For the last year, Kim Freeman has watched her friends sharing
needles and crack pipes and developing increasing health problems.

"People are getting sicker and sicker and, oh man, hep C is spreading
like wildfire," said Freeman, 45, who has used drugs for most of her life.

The change stems from the closure a year ago of the needle exchange
on Cormorant Street, said Freeman, who uses heroin and crack.
Landlords evicted the service in the wake of neighbours' complaints
that users loitered outside the building, leaving behind dirty
syringes, blood and human waste.

For 12 months, intravenous drug users in Victoria have had to rely on
the mobile needle exchange or picking up clean needles when they
visit a clinic.

But the mobile exchange does not work within a two-block radius of
St. Andrew's Elementary School, even though it's an area where many
street people hang out, so many of Freeman's friends are reusing
needles or borrowing them from acquaintances. The no-service zone,
bounded by Blanshard, Yates, Balmoral and Chambers streets, takes in
Our Place and AIDS Vancouver Island.

It's not reasonable to expect addicts to go looking for clean
needles, Freeman said. "You want dope now if you are a junkie."

A group is planning a protest march tomorrow to demand an end to the
no-service area and the opening of fixed-site needle exchanges and
supervised consumption services.

Kim Toombs, spokeswoman for Harm Reduction Victoria, is helping with
the March for Dignity, which will start at noon at Vancouver Street
and Pandora Avenue to mark the one-year anniversary.

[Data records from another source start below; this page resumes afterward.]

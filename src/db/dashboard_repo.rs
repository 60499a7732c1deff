// src/db/dashboard_repo.rs

use async_trait::async_trait;
use sqlx::{Executor, PgPool, Postgres};
use uuid::Uuid;
use crate::{
    common::error::AppError,
    models::dashboard::{DashboardSnapshot, PaidOrder, PaidOrderLine, PaidOrderRow},
};

/// Fonte de dados do painel. Injetada no `DashboardService`, o que permite
/// trocar o Postgres por uma implementação em memória nos testes.
#[async_trait]
pub trait DashboardSource: Send + Sync {
    /// Pedidos pagos da loja, com o preço atual de cada produto.
    async fn find_paid_orders(&self, store_id: Uuid) -> Result<Vec<PaidOrder>, AppError>;

    /// Pedidos pagos e produtos não arquivados, lidos do mesmo snapshot.
    async fn load_snapshot(&self, store_id: Uuid) -> Result<DashboardSnapshot, AppError>;
}

#[derive(Clone)]
pub struct DashboardRepository {
    pool: PgPool,
}

impl DashboardRepository {
    pub fn new(pool: PgPool) -> Self {
        Self { pool }
    }

    // Uma ida ao banco; o agrupamento por pedido é feito em memória.
    async fn paid_orders<'e, E>(executor: E, store_id: Uuid) -> Result<Vec<PaidOrder>, AppError>
    where
        E: Executor<'e, Database = Postgres>,
    {
        let rows = sqlx::query_as::<_, PaidOrderRow>(
            r#"
            SELECT o.id AS order_id, o.created_at, p.price
            FROM orders o
            LEFT JOIN order_items oi ON oi.order_id = o.id
            LEFT JOIN products p ON p.id = oi.product_id
            WHERE o.store_id = $1
              AND o.is_paid = TRUE
            ORDER BY o.created_at ASC, o.id
            "#,
        )
        .bind(store_id)
        .fetch_all(executor)
        .await?;

        Ok(group_paid_rows(rows))
    }

    async fn stock_count<'e, E>(executor: E, store_id: Uuid) -> Result<i64, AppError>
    where
        E: Executor<'e, Database = Postgres>,
    {
        let count = sqlx::query_scalar::<_, i64>(
            "SELECT COUNT(*) FROM products WHERE store_id = $1 AND is_archived = FALSE",
        )
        .bind(store_id)
        .fetch_one(executor)
        .await?;
        Ok(count)
    }
}

#[async_trait]
impl DashboardSource for DashboardRepository {
    async fn find_paid_orders(&self, store_id: Uuid) -> Result<Vec<PaidOrder>, AppError> {
        Self::paid_orders(&self.pool, store_id).await
    }

    async fn load_snapshot(&self, store_id: Uuid) -> Result<DashboardSnapshot, AppError> {
        let mut tx = self.pool.begin().await?;
        sqlx::query("SET TRANSACTION ISOLATION LEVEL REPEATABLE READ, READ ONLY")
            .execute(&mut *tx)
            .await?;

        let orders = Self::paid_orders(&mut *tx, store_id).await?;
        let stock_count = Self::stock_count(&mut *tx, store_id).await?;

        tx.commit().await?;
        Ok(DashboardSnapshot { orders, stock_count })
    }
}

/// Junta as linhas do JOIN em pedidos. Linhas do mesmo pedido chegam contíguas.
pub(crate) fn group_paid_rows(rows: Vec<PaidOrderRow>) -> Vec<PaidOrder> {
    let mut orders: Vec<PaidOrder> = Vec::new();

    for row in rows {
        // LEFT JOIN: pedido sem itens vem com preço NULL
        let line = row.price.map(|price| PaidOrderLine { price });

        match orders.last_mut() {
            Some(current) if current.id == row.order_id => current.items.extend(line),
            _ => orders.push(PaidOrder {
                id: row.order_id,
                created_at: row.created_at,
                items: line.into_iter().collect(),
            }),
        }
    }

    orders
}

#[cfg(test)]
mod tests {
    use super::*;
    use chrono::Utc;
    use rust_decimal::Decimal;
    use std::str::FromStr;

    fn row(order_id: Uuid, price: Option<&str>) -> PaidOrderRow {
        PaidOrderRow {
            order_id,
            created_at: Utc::now(),
            price: price.map(|p| Decimal::from_str(p).unwrap()),
        }
    }

    #[test]
    fn rows_are_grouped_per_order() {
        let (a, b) = (Uuid::new_v4(), Uuid::new_v4());
        let orders = group_paid_rows(vec![
            row(a, Some("10.00")),
            row(a, Some("5.50")),
            row(b, Some("2.25")),
        ]);

        assert_eq!(orders.len(), 2);
        assert_eq!(orders[0].id, a);
        assert_eq!(orders[0].items.len(), 2);
        assert_eq!(orders[0].revenue(), Decimal::from_str("15.50").unwrap());
        assert_eq!(orders[1].items.len(), 1);
    }

    #[test]
    fn orders_without_items_are_kept_with_no_lines() {
        let a = Uuid::new_v4();
        let orders = group_paid_rows(vec![row(a, None)]);

        assert_eq!(orders.len(), 1);
        assert!(orders[0].items.is_empty());
        assert_eq!(orders[0].revenue(), Decimal::ZERO);
    }

    #[test]
    fn no_rows_means_no_orders() {
        assert!(group_paid_rows(Vec::new()).is_empty());
    }
}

Toombs is frustrated the city has gone for an entire year without a
fixed-site needle exchange, and says it's a public-health issue. "For
[Vancouver Island Health Authority] to deny them these services means
they are not doing a very good job of maintaining public health."

Allison Cutler, community health executive director for VIHA, said
the search is continuing for a needle-exchange site or sites that
meet the needs of clients while being acceptable to the broader
community. One option is a combination of a network of fixed sites in
locations such as health clinics and pharmacies and mobile services, she said.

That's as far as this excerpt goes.